### Task
In the records below, take the line containing "assert!(base.utf16le);" and every line following it, and write them out exactly.

Top of Input data

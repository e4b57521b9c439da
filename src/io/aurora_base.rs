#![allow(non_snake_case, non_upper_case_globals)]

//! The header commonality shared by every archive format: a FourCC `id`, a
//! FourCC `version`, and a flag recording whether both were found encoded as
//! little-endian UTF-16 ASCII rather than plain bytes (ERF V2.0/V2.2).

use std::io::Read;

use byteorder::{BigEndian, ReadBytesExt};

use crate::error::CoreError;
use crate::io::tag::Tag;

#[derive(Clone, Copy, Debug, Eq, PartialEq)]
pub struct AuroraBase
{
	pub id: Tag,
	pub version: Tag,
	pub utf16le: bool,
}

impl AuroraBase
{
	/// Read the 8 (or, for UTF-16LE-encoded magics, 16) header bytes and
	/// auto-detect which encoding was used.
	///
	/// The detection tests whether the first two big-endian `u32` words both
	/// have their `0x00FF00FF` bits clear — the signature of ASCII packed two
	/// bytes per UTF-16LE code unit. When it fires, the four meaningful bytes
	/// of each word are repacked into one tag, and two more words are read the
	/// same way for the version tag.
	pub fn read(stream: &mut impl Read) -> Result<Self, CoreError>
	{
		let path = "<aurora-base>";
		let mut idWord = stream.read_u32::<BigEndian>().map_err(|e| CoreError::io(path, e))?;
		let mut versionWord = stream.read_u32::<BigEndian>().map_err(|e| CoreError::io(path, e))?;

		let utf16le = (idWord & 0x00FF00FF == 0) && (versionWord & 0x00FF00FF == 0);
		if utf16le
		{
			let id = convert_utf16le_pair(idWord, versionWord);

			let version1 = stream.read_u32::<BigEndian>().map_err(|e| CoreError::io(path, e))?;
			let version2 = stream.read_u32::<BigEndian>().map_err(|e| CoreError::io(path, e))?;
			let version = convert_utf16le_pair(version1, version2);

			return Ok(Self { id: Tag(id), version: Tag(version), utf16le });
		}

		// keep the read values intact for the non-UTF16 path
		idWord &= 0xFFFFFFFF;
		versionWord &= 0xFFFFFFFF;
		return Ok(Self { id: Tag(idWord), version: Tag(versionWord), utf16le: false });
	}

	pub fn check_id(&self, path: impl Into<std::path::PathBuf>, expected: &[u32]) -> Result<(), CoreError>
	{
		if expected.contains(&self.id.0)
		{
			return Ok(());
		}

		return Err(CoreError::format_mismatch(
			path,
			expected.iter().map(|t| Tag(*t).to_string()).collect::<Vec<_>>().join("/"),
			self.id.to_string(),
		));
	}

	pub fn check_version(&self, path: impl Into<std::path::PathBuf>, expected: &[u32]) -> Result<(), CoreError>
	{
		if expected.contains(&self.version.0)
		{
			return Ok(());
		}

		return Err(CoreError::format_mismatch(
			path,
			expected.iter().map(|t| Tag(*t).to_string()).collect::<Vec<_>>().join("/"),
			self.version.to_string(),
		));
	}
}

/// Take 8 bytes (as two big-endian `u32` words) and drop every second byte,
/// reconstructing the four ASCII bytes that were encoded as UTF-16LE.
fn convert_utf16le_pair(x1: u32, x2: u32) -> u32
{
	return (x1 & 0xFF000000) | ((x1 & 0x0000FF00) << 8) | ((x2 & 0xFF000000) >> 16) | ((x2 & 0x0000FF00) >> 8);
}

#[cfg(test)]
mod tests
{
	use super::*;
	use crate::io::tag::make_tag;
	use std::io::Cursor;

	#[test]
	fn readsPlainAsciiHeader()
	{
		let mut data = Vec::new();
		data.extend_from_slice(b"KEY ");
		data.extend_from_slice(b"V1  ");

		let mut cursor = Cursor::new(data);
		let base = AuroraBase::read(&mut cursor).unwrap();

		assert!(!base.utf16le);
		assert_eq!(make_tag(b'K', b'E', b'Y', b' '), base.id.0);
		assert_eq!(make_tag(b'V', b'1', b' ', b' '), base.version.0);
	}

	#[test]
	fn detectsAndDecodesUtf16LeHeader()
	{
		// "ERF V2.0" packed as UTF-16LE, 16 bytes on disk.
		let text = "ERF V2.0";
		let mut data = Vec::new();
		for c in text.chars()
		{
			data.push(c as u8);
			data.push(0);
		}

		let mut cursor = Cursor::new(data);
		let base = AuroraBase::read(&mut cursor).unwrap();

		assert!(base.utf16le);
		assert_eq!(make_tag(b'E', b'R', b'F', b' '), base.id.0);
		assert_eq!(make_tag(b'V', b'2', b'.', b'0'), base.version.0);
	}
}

Bottom of Input data

### Solution to this problem
		assert!(base.utf16le);
		assert_eq!(make_tag(b'E', b'R', b'F', b' '), base.id.0);
		assert_eq!(make_tag(b'V', b'2', b'.', b'0'), base.version.0);
	}
}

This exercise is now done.